India depends on China for API
The falling prices of API in China is expected to reduce the production cost of Indian companies. India is heavily dependent on China for API imports, about 70 percent of APIs come from China. Dinesh Dua, former chairman of the Pharmaceutical Export Promotion Council, said this dependence makes Indian manufacturers vulnerable to price fluctuations and supply chain disruptions. Shah said the prices are expected to fall further, and hopefully this will bring down drug prices in India.

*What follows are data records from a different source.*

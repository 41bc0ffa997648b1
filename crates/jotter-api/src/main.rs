mod accounts;
mod auth;
mod config;
mod error;
mod extract;
mod notes;
mod rate_limit;
mod routes;

use std::sync::Arc;

use config::AppConfig;
use jotter_core::db::Database;
use routes::{app_router, AppState};

#[tokio::main]
async fn main() -> Result<(), Box<dyn std::error::Error>> {
    // Only load .env in development; production uses platform-native env injection.
    #[cfg(debug_assertions)]
    dotenvy::dotenv().ok();

    tracing_subscriber::fmt()
        .with_env_filter(
            tracing_subscriber::EnvFilter::from_default_env()
                .add_directive("jotter_api=info".parse().expect("valid directive")),
        )
        .init();

    let config = Arc::new(AppConfig::from_env()?);
    tracing::info!("Starting jotter-api with config: {:?}", config);

    let db = Database::open(&config.database_path).await?;
    db.ping().await?;
    tracing::info!(path = %config.database_path, "Database ready");

    let state = AppState::new(config, Arc::new(db));
    let bind_addr = state.config.bind_addr.clone();
    let router = app_router(state);

    let listener = tokio::net::TcpListener::bind(&bind_addr).await?;
    tracing::info!("jotter-api listening on {}", bind_addr);
    axum::serve(listener, router).await?;
    Ok(())
}
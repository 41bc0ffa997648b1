use std::collections::HashMap;
use std::env;
use std::fmt;
use std::time::Duration;

use thiserror::Error;

const MIN_JWT_SECRET_LEN: usize = 16;

#[derive(Debug, Error)]
pub enum ConfigError {
    #[error("Missing required environment variable: {0}")]
    MissingVar(&'static str),
    #[error("Invalid configuration: {0}")]
    Invalid(String),
}

#[derive(Clone)]
pub struct AppConfig {
    pub bind_addr: String,
    pub database_path: String,
    pub jwt_secret: String,
    pub token_ttl: Duration,
    pub auth_rate_limit_window: Duration,
    pub auth_rate_limit_per_window: u32,
}

impl fmt::Debug for AppConfig {
    fn fmt(&self, formatter: &mut fmt::Formatter<'_>) -> fmt::Result {
        formatter
            .debug_struct("AppConfig")
            .field("bind_addr", &self.bind_addr)
            .field("database_path", &self.database_path)
            .field("jwt_secret", &"[REDACTED]")
            .field("token_ttl", &self.token_ttl)
            .field("auth_rate_limit_window", &self.auth_rate_limit_window)
            .field(
                "auth_rate_limit_per_window",
                &self.auth_rate_limit_per_window,
            )
            .finish()
    }
}

impl AppConfig {
    /// Tokens are valid for 30 days.
    pub const TOKEN_TTL: Duration = Duration::from_secs(30 * 24 * 60 * 60);

    pub fn from_env() -> Result<Self, ConfigError> {
        let values: HashMap<String, String> = env::vars().collect();
        Self::from_lookup(|name| values.get(name).cloned())
    }

    pub(crate) fn from_lookup(
        lookup: impl Fn(&str) -> Option<String>,
    ) -> Result<Self, ConfigError> {
        let bind_addr = optional_trimmed(&lookup, "JOTTER_API_BIND_ADDR").unwrap_or_else(|| {
            optional_trimmed(&lookup, "PORT")
                .map_or_else(|| "127.0.0.1:3000".to_string(), |port| format!("0.0.0.0:{port}"))
        });

        let database_path = value_or_default(&lookup, "JOTTER_DATABASE_PATH", "jotter.db");

        let jwt_secret = required_trimmed(&lookup, "JWT_SECRET")?;
        if jwt_secret.chars().count() < MIN_JWT_SECRET_LEN {
            return Err(ConfigError::Invalid(format!(
                "JWT_SECRET must be at least {MIN_JWT_SECRET_LEN} characters"
            )));
        }

        let window_secs = value_or_default(&lookup, "AUTH_RATE_LIMIT_WINDOW_SECS", "60")
            .parse::<u64>()
            .map_err(|_| {
                ConfigError::Invalid(
                    "AUTH_RATE_LIMIT_WINDOW_SECS must be an integer in [10, 3600]".to_string(),
                )
            })?;
        if !(10..=3_600).contains(&window_secs) {
            return Err(ConfigError::Invalid(
                "AUTH_RATE_LIMIT_WINDOW_SECS must be in [10, 3600]".to_string(),
            ));
        }

        let auth_rate_limit_per_window =
            value_or_default(&lookup, "AUTH_RATE_LIMIT_PER_WINDOW", "20")
                .parse::<u32>()
                .map_err(|_| {
                    ConfigError::Invalid(
                        "AUTH_RATE_LIMIT_PER_WINDOW must be an integer in [1, 1000]".to_string(),
                    )
                })?;
        if !(1..=1_000).contains(&auth_rate_limit_per_window) {
            return Err(ConfigError::Invalid(
                "AUTH_RATE_LIMIT_PER_WINDOW must be in [1, 1000]".to_string(),
            ));
        }

        Ok(Self {
            bind_addr,
            database_path,
            jwt_secret,
            token_ttl: Self::TOKEN_TTL,
            auth_rate_limit_window: Duration::from_secs(window_secs),
            auth_rate_limit_per_window,
        })
    }
}

fn value_or_default(lookup: impl Fn(&str) -> Option<String>, name: &str, default: &str) -> String {
    optional_trimmed(lookup, name).unwrap_or_else(|| default.to_string())
}

fn required_trimmed(
    lookup: impl Fn(&str) -> Option<String>,
    name: &'static str,
) -> Result<String, ConfigError> {
    optional_trimmed(lookup, name).ok_or(ConfigError::MissingVar(name))
}

fn optional_trimmed(lookup: impl Fn(&str) -> Option<String>, name: &str) -> Option<String> {
    jotter_core::util::normalize_text_option(lookup(name))
}

#[cfg(test)]
mod tests {
    use std::collections::HashMap;

    use super::*;

    fn config_from(pairs: &[(&'static str, &'static str)]) -> Result<AppConfig, ConfigError> {
        let map: HashMap<&str, &str> = pairs.iter().copied().collect();
        AppConfig::from_lookup(|key| map.get(key).map(|value| (*value).to_string()))
    }

    #[test]
    fn config_requires_jwt_secret() {
        let err = config_from(&[]).unwrap_err();
        assert!(err.to_string().contains("JWT_SECRET"));
    }

    #[test]
    fn config_rejects_short_secret() {
        let err = config_from(&[("JWT_SECRET", "short")]).unwrap_err();
        assert!(err.to_string().contains("at least 16"));
    }

    #[test]
    fn config_defaults() {
        let config = config_from(&[("JWT_SECRET", "0123456789abcdef")]).unwrap();
        assert_eq!(config.bind_addr, "127.0.0.1:3000");
        assert_eq!(config.database_path, "jotter.db");
        assert_eq!(config.token_ttl, Duration::from_secs(2_592_000));
        assert_eq!(config.auth_rate_limit_window, Duration::from_secs(60));
        assert_eq!(config.auth_rate_limit_per_window, 20);
    }

    #[test]
    fn config_honours_port_when_bind_addr_unset() {
        let config = config_from(&[("JWT_SECRET", "0123456789abcdef"), ("PORT", "8080")]).unwrap();
        assert_eq!(config.bind_addr, "0.0.0.0:8080");

        let config = config_from(&[
            ("JWT_SECRET", "0123456789abcdef"),
            ("PORT", "8080"),
            ("JOTTER_API_BIND_ADDR", "127.0.0.1:9000"),
        ])
        .unwrap();
        assert_eq!(config.bind_addr, "127.0.0.1:9000");
    }

    #[test]
    fn config_validates_rate_limit_ranges() {
        let err = config_from(&[
            ("JWT_SECRET", "0123456789abcdef"),
            ("AUTH_RATE_LIMIT_WINDOW_SECS", "5"),
        ])
        .unwrap_err();
        assert!(err.to_string().contains("AUTH_RATE_LIMIT_WINDOW_SECS"));

        let err = config_from(&[
            ("JWT_SECRET", "0123456789abcdef"),
            ("AUTH_RATE_LIMIT_PER_WINDOW", "zero"),
        ])
        .unwrap_err();
        assert!(err.to_string().contains("AUTH_RATE_LIMIT_PER_WINDOW"));
    }

    #[test]
    fn config_redacts_jwt_secret() {
        let config = config_from(&[("JWT_SECRET", "sensitive-signing-secret")]).unwrap();
        let debug_output = format!("{config:?}");
        assert!(!debug_output.contains("sensitive-signing-secret"));
        assert!(debug_output.contains("[REDACTED]"));
    }
}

Another expert said that NPPA will keep an eye on this and issue notification regarding reduction in prices.
the story is something else
However, Namit Joshi, Chairman of Pharmaceutical Export Promotion Council of India (Pharmexil) said that the situation is not completely correct. He said that the sudden increase in domestic demand in China has created an imbalance in demand and supply, due to which the normal pricing behavior is deteriorating. He said this led to an unexpected and sharp decline in global prices, and Chinese API prices fell well below sustainable production levels. Such aggressively low pricing clearly harmed many Indian API makers, who suddenly found themselves operating in an environment where prices were distorted rather than market-based. The situation got so bad that an investigation had to be initiated in China itself, as prices had fallen below cost, attracting the attention of regulators.
Low prices increasing challenges
He said that the reality is that the PLI system has come under a lot of pressure. The main reason for which is China’s setting low prices in many PLI-notified product categories. This has reduced the competitiveness which was supposed to be promoted under the incentive scheme. Dua said that although fluctuations in raw material prices in China pose challenges, India’s initiatives like PLI, bulk drug parks and R&D incentives are aimed at strengthening its API sector and boosting export competitiveness on a long-term basis.